I'm not totally clear on all the details which can be important as there

are more than one way to skin a cat. I think you are saying you have

two memory interfaces which you are running in parallel. These memory

interfaces are on the left and right sides of the chip so you have the

control logic in the middle. Is there a reason why you can't put the

memory interfaces on, say, the top and right to make them closer

together and to potentially move the routing out of the way of the other

logic? Or has your PCB been laid out?



The problem you are seeing with floorplanning is exactly the sort of

thing that can happen. While the tool may not understand your design,

it understands the limitations of the chip. With the designer this is

reversed. You are hitting a wall with the chip resources.



So maybe don't floorplan for this problem. Can you add more pipeline

stages? It is not unreasonable to add pipeline registers to break up

the routing delays. No logic, just an extra FF in the paths that are

giving the most trouble.



Or maybe not floorplan the entire block of logic in one spot. Would it

make sense to spread it out horizontally a bit which might leave some

space for the vertical signals to weave through?

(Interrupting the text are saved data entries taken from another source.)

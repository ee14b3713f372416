//! Metrics sink injected into the caches.
//!
//! The caches report through a trait object rather than a global, so library
//! users embedding them in a larger process can route the numbers wherever
//! they like. [`DefaultSink`] forwards to process-wide registered metrics.
use vise::{Counter, Gauge, Metrics};

/// Receiver of cache events.
pub trait MetricsSink: Send + Sync {
    /// A log was seen for the first time and passed on.
    fn inc_processed_reqs(&self);
    /// A duplicate log was dropped.
    fn inc_dropped_reqs(&self);
    /// The inflight cache changed size.
    fn update_queue_size(&self, size: usize);
}

#[derive(Debug, Metrics)]
#[metrics(prefix = "vrf")]
struct VrfMetrics {
    /// Number of logs passed on for processing.
    processed_requests: Counter,
    /// Number of duplicate logs dropped.
    dropped_requests: Counter,
    /// Current number of requests tracked as in flight.
    inflight_requests: Gauge<usize>,
}

#[vise::register]
static METRICS: vise::Global<VrfMetrics> = vise::Global::new();

/// Sink reporting to the process-wide metrics registry.
#[derive(Debug, Default)]
pub struct DefaultSink;

impl MetricsSink for DefaultSink {
    fn inc_processed_reqs(&self) {
        METRICS.processed_requests.inc();
    }

    fn inc_dropped_reqs(&self) {
        METRICS.dropped_requests.inc();
    }

    fn update_queue_size(&self, size: usize) {
        METRICS.inflight_requests.set(size);
    }
}

/// Sink discarding all events.
#[derive(Debug, Default)]
pub struct NoopSink;

impl MetricsSink for NoopSink {
    fn inc_processed_reqs(&self) {}
    fn inc_dropped_reqs(&self) {}
    fn update_queue_size(&self, _size: usize) {}
}
//! Deduplication of chain logs across re-deliveries and reorgs.
use std::{
    collections::HashSet,
    sync::{Arc, Mutex},
};

use crate::metrics::MetricsSink;

/// Identity of a chain log. The block hash participates, so the same log
/// re-delivered on a different fork counts as new.
#[derive(Debug, Clone, Copy, PartialEq, Eq, Hash)]
pub struct LogKey {
    /// Hash of the block containing the log.
    pub block_hash: [u8; 32],
    /// Number of the block containing the log.
    pub block_number: u64,
    /// Index of the log within the block.
    pub log_index: u32,
}

struct Inner {
    seen: HashSet<LogKey>,
    /// Block height at which the last prune ran.
    last_prune_height: u64,
}

/// Tracks which logs have already been delivered.
///
/// Entries older than `lookback` blocks are pruned whenever an insert
/// advances the observed height at least `prune_interval` blocks past the
/// previous prune.
pub struct LogDeduper {
    inner: Mutex<Inner>,
    lookback: u64,
    prune_interval: u64,
    sink: Arc<dyn MetricsSink>,
}

impl LogDeduper {
    /// Constructs a deduper remembering `lookback` blocks worth of logs.
    pub fn new(lookback: u64, prune_interval: u64, sink: Arc<dyn MetricsSink>) -> Self {
        Self {
            inner: Mutex::new(Inner {
                seen: HashSet::new(),
                last_prune_height: 0,
            }),
            lookback,
            prune_interval,
            sink,
        }
    }

    /// Test-and-set: returns whether `key` is seen for the first time.
    /// Duplicates are counted as dropped requests.
    pub fn should_deliver(&self, key: &LogKey) -> bool {
        let mut inner = self.inner.lock().unwrap();
        let fresh = inner.seen.insert(*key);
        if fresh {
            self.sink.inc_processed_reqs();
        } else {
            self.sink.inc_dropped_reqs();
        }
        self.prune(&mut inner, key.block_number);
        fresh
    }

    fn prune(&self, inner: &mut Inner, height: u64) {
        if height.saturating_sub(inner.last_prune_height) < self.prune_interval {
            return;
        }
        let cutoff = height.saturating_sub(self.lookback);
        let before = inner.seen.len();
        inner.seen.retain(|key| key.block_number >= cutoff);
        inner.last_prune_height = height;
        tracing::debug!(
            "pruned {} log entries below block {cutoff}",
            before - inner.seen.len()
        );
    }
}
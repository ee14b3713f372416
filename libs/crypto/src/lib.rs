//! Cryptographic primitives used by the gateway: Keccak256 hashing and
//! recoverable ECDSA signatures over secp256k1, compatible with EVM
//! `ecrecover` semantics.

pub use fmt::*;

mod fmt;
pub mod keccak256;
pub mod secp256k1;
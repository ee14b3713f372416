//! Main gateway binary. Reads the configuration, then serves user HTTP
//! requests and node WebSocket connections until terminated.
use std::{fs, io::IsTerminal as _, net::SocketAddr, path::PathBuf};

use anyhow::Context as _;
use clap::Parser;
use gateway::{handler::HandlerRegistry, Gateway};
use gateway_tools::{decode_json, AppConfig};
use tracing::metadata::LevelFilter;
use tracing_subscriber::{prelude::*, Registry};
use vise_exporter::MetricsExporter;
use zksync_concurrency::{ctx, scope};

/// Command-line application launching a gateway.
#[derive(Debug, Parser)]
struct Args {
    /// Verify configuration instead of launching a gateway.
    #[arg(long)]
    verify_config: bool,
    /// Path to a JSON file with gateway configuration.
    #[arg(long, default_value = "config.json")]
    config_file: PathBuf,
    /// Address to serve metrics on, overriding the config file.
    #[arg(long)]
    metrics_addr: Option<SocketAddr>,
}

#[tokio::main]
async fn main() -> anyhow::Result<()> {
    let args: Args = Args::parse();
    let ctx = &ctx::root();

    if !args.verify_config {
        let stdout_log = tracing_subscriber::fmt::layer()
            .pretty()
            .with_ansi(std::env::var("NO_COLOR").is_err() && std::io::stdout().is_terminal())
            .with_file(false)
            .with_line_number(false)
            .with_filter(LevelFilter::INFO);
        let subscriber = Registry::default().with(stdout_log);
        tracing::subscriber::set_global_default(subscriber)?;
    }

    tracing::debug!("Loading config file.");
    let raw = fs::read_to_string(&args.config_file)
        .with_context(|| args.config_file.display().to_string())?;
    let app: AppConfig = decode_json(&raw).context("failed decoding JSON")?;
    let cfg = app.gateway_config().context("gateway_config()")?;

    if args.verify_config {
        tracing::info!("Configuration verified.");
        return Ok(());
    }

    tracing::info!("Starting gateway.");
    let (_gateway, runner) =
        Gateway::new(cfg, &HandlerRegistry::default()).context("Gateway::new()")?;
    let metrics_addr = args.metrics_addr.or(app.metrics_server_addr);

    scope::run!(ctx, |ctx, s| async move {
        if let Some(addr) = metrics_addr {
            s.spawn_bg(async move {
                MetricsExporter::default()
                    .with_graceful_shutdown(ctx.canceled())
                    .start(addr)
                    .await?;
                Ok(())
            });
        }
        s.spawn(async { runner.run(ctx).await });
        Ok(())
    })
    .await
    .context("gateway stopped")
}
use assert_matches::assert_matches;
use base64::{engine::general_purpose::STANDARD as BASE64, Engine as _};
use futures_util::{SinkExt as _, StreamExt as _};
use rand::Rng as _;
use tokio_tungstenite::tungstenite::{self, http};
use zksync_concurrency::{ctx, scope, testonly::abort_on_panic, time};

use super::{
    conn::{ConnectionWrapper, WriteError},
    handshake::{
        AuthHeader, ConnectionAcceptor as _, ConnectionInitiator as _, HandshakeError,
        NodeInitiator, CHALLENGE_HEADER, ENCODED_AUTH_HEADER_MAX_LEN,
    },
    server::accept_upgrade,
};
use crate::{
    connection_manager::ConnectionManager,
    testonly::{make_don_config, ws_pipe},
};

#[test]
fn auth_header_roundtrip() {
    let ctx = ctx::test_root(&ctx::RealClock);
    let rng = &mut ctx.rng();
    let key = rng.gen::<gateway_crypto::secp256k1::SecretKey>();
    let header = AuthHeader::sign("don_a", "/node", &key).unwrap();
    let decoded = AuthHeader::decode(&header.encode().unwrap()).unwrap();
    assert_eq!(header, decoded);
    decoded.verify().unwrap();
}

#[test]
fn auth_header_tamper_detection() {
    let ctx = ctx::test_root(&ctx::RealClock);
    let rng = &mut ctx.rng();
    let key = rng.gen::<gateway_crypto::secp256k1::SecretKey>();
    let header = AuthHeader::sign("don_a", "/node", &key).unwrap();
    let mut tampered = header.clone();
    tampered.don_id = "don_b".into();
    assert!(tampered.verify().is_err());
    let mut tampered = header.clone();
    tampered.url = "/elsewhere".into();
    assert!(tampered.verify().is_err());
    let mut tampered = header;
    tampered.sender = rng.gen();
    assert!(tampered.verify().is_err());
}

#[test]
fn challenge_response_verifies() {
    let ctx = ctx::test_root(&ctx::RealClock);
    let rng = &mut ctx.rng();
    let key = rng.gen::<gateway_crypto::secp256k1::SecretKey>();
    let initiator = NodeInitiator {
        don_id: "don_a".into(),
        key: key.clone(),
    };
    let challenge = rng.gen::<[u8; 32]>();
    let response = initiator.challenge_response(&challenge).unwrap();
    let sig: gateway_crypto::secp256k1::Signature =
        gateway_crypto::ByteFmt::decode(&response).unwrap();
    sig.verify_msg(&challenge, &key.address()).unwrap();
    // Wrong-length challenges are refused outright.
    assert!(initiator.challenge_response(&challenge[..16]).is_err());
}

fn upgrade_request(auth: Option<&str>) -> http::Request<()> {
    let mut builder = http::Request::builder().method(http::Method::GET).uri("/node");
    if let Some(auth) = auth {
        builder = builder.header(http::header::AUTHORIZATION, auth);
    }
    builder.body(()).unwrap()
}

/// Sets up a manager with one DON of one node and returns it with the
/// node's key.
fn make_manager(
    rng: &mut impl rand::Rng,
) -> (
    std::sync::Arc<ConnectionManager>,
    gateway_crypto::secp256k1::SecretKey,
) {
    let key = rng.gen::<gateway_crypto::secp256k1::SecretKey>();
    let cfg = make_don_config("don_a", std::slice::from_ref(&key));
    let (manager, _runner) = ConnectionManager::new(&[cfg]).unwrap();
    (manager, key)
}

#[test]
fn upgrade_rejects_oversized_header() {
    let ctx = ctx::test_root(&ctx::RealClock);
    let rng = &mut ctx.rng();
    let (manager, _key) = make_manager(rng);
    let req = upgrade_request(Some(&"A".repeat(ENCODED_AUTH_HEADER_MAX_LEN + 1)));
    let mut resp = http::Response::new(());
    let err = accept_upgrade(manager.as_ref(), "/node", &req, &mut resp).unwrap_err();
    assert_eq!(err, http::StatusCode::BAD_REQUEST);
}

#[test]
fn upgrade_rejects_bad_base64() {
    let ctx = ctx::test_root(&ctx::RealClock);
    let rng = &mut ctx.rng();
    let (manager, _key) = make_manager(rng);
    let req = upgrade_request(Some("!!! not base64 !!!"));
    let mut resp = http::Response::new(());
    let err = accept_upgrade(manager.as_ref(), "/node", &req, &mut resp).unwrap_err();
    assert_eq!(err, http::StatusCode::BAD_REQUEST);
}

#[test]
fn upgrade_rejects_missing_header_and_bad_path() {
    let ctx = ctx::test_root(&ctx::RealClock);
    let rng = &mut ctx.rng();
    let (manager, _key) = make_manager(rng);
    let mut resp = http::Response::new(());
    let err = accept_upgrade(manager.as_ref(), "/node", &upgrade_request(None), &mut resp)
        .unwrap_err();
    assert_eq!(err, http::StatusCode::BAD_REQUEST);
    let err = accept_upgrade(
        manager.as_ref(),
        "/other",
        &upgrade_request(None),
        &mut resp,
    )
    .unwrap_err();
    assert_eq!(err, http::StatusCode::NOT_FOUND);
}

#[test]
fn upgrade_rejects_unknown_signer() {
    let ctx = ctx::test_root(&ctx::RealClock);
    let rng = &mut ctx.rng();
    let (manager, _key) = make_manager(rng);
    // Valid header signed by a key that is not a DON member.
    let other = rng.gen::<gateway_crypto::secp256k1::SecretKey>();
    let auth = AuthHeader::sign("don_a", "/node", &other)
        .unwrap()
        .encode()
        .unwrap();
    let req = upgrade_request(Some(&BASE64.encode(&auth)));
    let mut resp = http::Response::new(());
    let err = accept_upgrade(manager.as_ref(), "/node", &req, &mut resp).unwrap_err();
    assert_eq!(err, http::StatusCode::UNAUTHORIZED);
}

#[test]
fn handshake_full_flow() {
    let ctx = ctx::test_root(&ctx::RealClock);
    let rng = &mut ctx.rng();
    let (manager, key) = make_manager(rng);
    let initiator = NodeInitiator {
        don_id: "don_a".into(),
        key,
    };

    let auth = initiator.new_auth_header("/node").unwrap();
    let req = upgrade_request(Some(&BASE64.encode(&auth)));
    let mut resp = http::Response::new(());
    let attempt = accept_upgrade(manager.as_ref(), "/node", &req, &mut resp).unwrap();

    // A bad challenge response is rejected, and consumes the attempt.
    let bad = initiator.challenge_response(&vec![0u8; 32]).unwrap();
    assert_matches!(
        manager.finalize_handshake(&attempt, &bad),
        Err(HandshakeError::InvalidSignature(_))
    );
    assert_matches!(
        manager.finalize_handshake(&attempt, &bad),
        Err(HandshakeError::UnknownAttempt)
    );

    // Retry the whole flow with a correct response.
    let mut resp = http::Response::new(());
    let attempt = accept_upgrade(manager.as_ref(), "/node", &req, &mut resp).unwrap();
    let challenge = BASE64
        .decode(resp.headers().get(CHALLENGE_HEADER).unwrap().as_bytes())
        .unwrap();
    let response = initiator.challenge_response(&challenge).unwrap();
    manager.finalize_handshake(&attempt, &response).unwrap();

    // Aborted attempts cannot be finalized.
    let mut resp = http::Response::new(());
    let attempt = accept_upgrade(manager.as_ref(), "/node", &req, &mut resp).unwrap();
    manager.abort_handshake(&attempt);
    assert_matches!(
        manager.finalize_handshake(&attempt, &response),
        Err(HandshakeError::UnknownAttempt)
    );
}

#[tokio::test]
async fn wrapper_write_without_connection() {
    abort_on_panic();
    let ctx = &ctx::test_root(&ctx::RealClock);
    let (wrapper, _read_recv) = ConnectionWrapper::new();
    assert_matches!(
        wrapper.write(ctx, b"data".to_vec()).await,
        Err(WriteError::NoActiveConnection)
    );
}

#[tokio::test]
async fn wrapper_pumps_frames_both_ways() {
    abort_on_panic();
    let ctx = &ctx::test_root(&ctx::RealClock);
    let (wrapper, mut read_recv) = ConnectionWrapper::new();
    let (mut peer, conn) = ws_pipe().await;
    let res: ctx::Result<()> = scope::run!(ctx, |ctx, s| async {
        let conn_task = s.spawn(async { Ok(wrapper.run_connection(ctx, conn).await) });
        peer.send(tungstenite::Message::Binary(b"inbound".to_vec()))
            .await
            .unwrap();
        assert_eq!(read_recv.recv(ctx).await?, b"inbound".to_vec());
        wrapper.write(ctx, b"outbound".to_vec()).await.unwrap();
        let frame = peer.next().await.unwrap().unwrap();
        assert_eq!(frame, tungstenite::Message::Binary(b"outbound".to_vec()));
        // Closing the peer terminates run_connection with an error.
        peer.close(None).await.unwrap();
        assert!(conn_task.join(ctx).await?.is_err());
        Ok(())
    })
    .await;
    res.unwrap();
}

#[tokio::test]
async fn wrapper_reconnect_takeover() {
    abort_on_panic();
    let ctx = &ctx::test_root(&ctx::RealClock);
    let (wrapper, mut read_recv) = ConnectionWrapper::new();
    let (_peer1, conn1) = ws_pipe().await;
    let (mut peer2, conn2) = ws_pipe().await;
    let res: ctx::Result<()> = scope::run!(ctx, |ctx, s| async {
        let first = s.spawn(async { Ok(wrapper.run_connection(ctx, conn1).await) });
        // Wait until the first connection is installed.
        while wrapper.write(ctx, b"probe".to_vec()).await.is_err() {
            ctx.sleep(time::Duration::milliseconds(10)).await?;
        }
        // Installing a newer connection supersedes the first one cleanly.
        let second = s.spawn(async { Ok(wrapper.run_connection(ctx, conn2).await) });
        assert!(first.join(ctx).await?.is_ok());
        // Writes now reach the second peer.
        wrapper.write(ctx, b"after".to_vec()).await.unwrap();
        let frame = peer2.next().await.unwrap().unwrap();
        assert_eq!(frame, tungstenite::Message::Binary(b"after".to_vec()));
        peer2.close(None).await.unwrap();
        assert!(second.join(ctx).await?.is_err());
        Ok(())
    })
    .await;
    res.unwrap();
    let _ = read_recv.try_recv();
}

#[tokio::test]
async fn wrapper_close_is_idempotent_and_terminal() {
    abort_on_panic();
    let ctx = &ctx::test_root(&ctx::RealClock);
    let (wrapper, _read_recv) = ConnectionWrapper::new();
    let (_peer, conn) = ws_pipe().await;
    let res: ctx::Result<()> = scope::run!(ctx, |ctx, s| async {
        let conn_task = s.spawn(async { Ok(wrapper.run_connection(ctx, conn).await) });
        while wrapper.write(ctx, b"probe".to_vec()).await.is_err() {
            ctx.sleep(time::Duration::milliseconds(10)).await?;
        }
        wrapper.close().await;
        wrapper.close().await;
        assert!(conn_task.join(ctx).await?.is_ok());
        assert_matches!(
            wrapper.write(ctx, b"data".to_vec()).await,
            Err(WriteError::Shutdown)
        );
        // Running a new connection on a closed wrapper fails.
        let (_peer2, conn2) = ws_pipe().await;
        assert!(wrapper.run_connection(ctx, conn2).await.is_err());
        Ok(())
    })
    .await;
    res.unwrap();
}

But then 100 MHz is not all that fast. Have you looked at the details

of the slow paths? Do you understand where the tool is having trouble

meeting the timing goals?



--



Rick
Yes, I have memory interfaces in the left and right banks, but also one in the top bank (PCB is done). The third memory interface is NOT needed, so I can exchange banks at will. With the top and right memory banks and no floorplanning at all, ISE succeeds in implementing it at 50Mhz, but not more. The critical path is between the memory banks, since the access is in the mid-point of both (the tool did this automatically), the complete delay to either bank is close to 20ns. A level of pipeline will surely help, and it is in the works. I was trying to use left and right memories to ease the timing without pipeline, but this evidently complicated the routing. So, a compromise must be made. I think that's all for this project. Thanks for your opinion.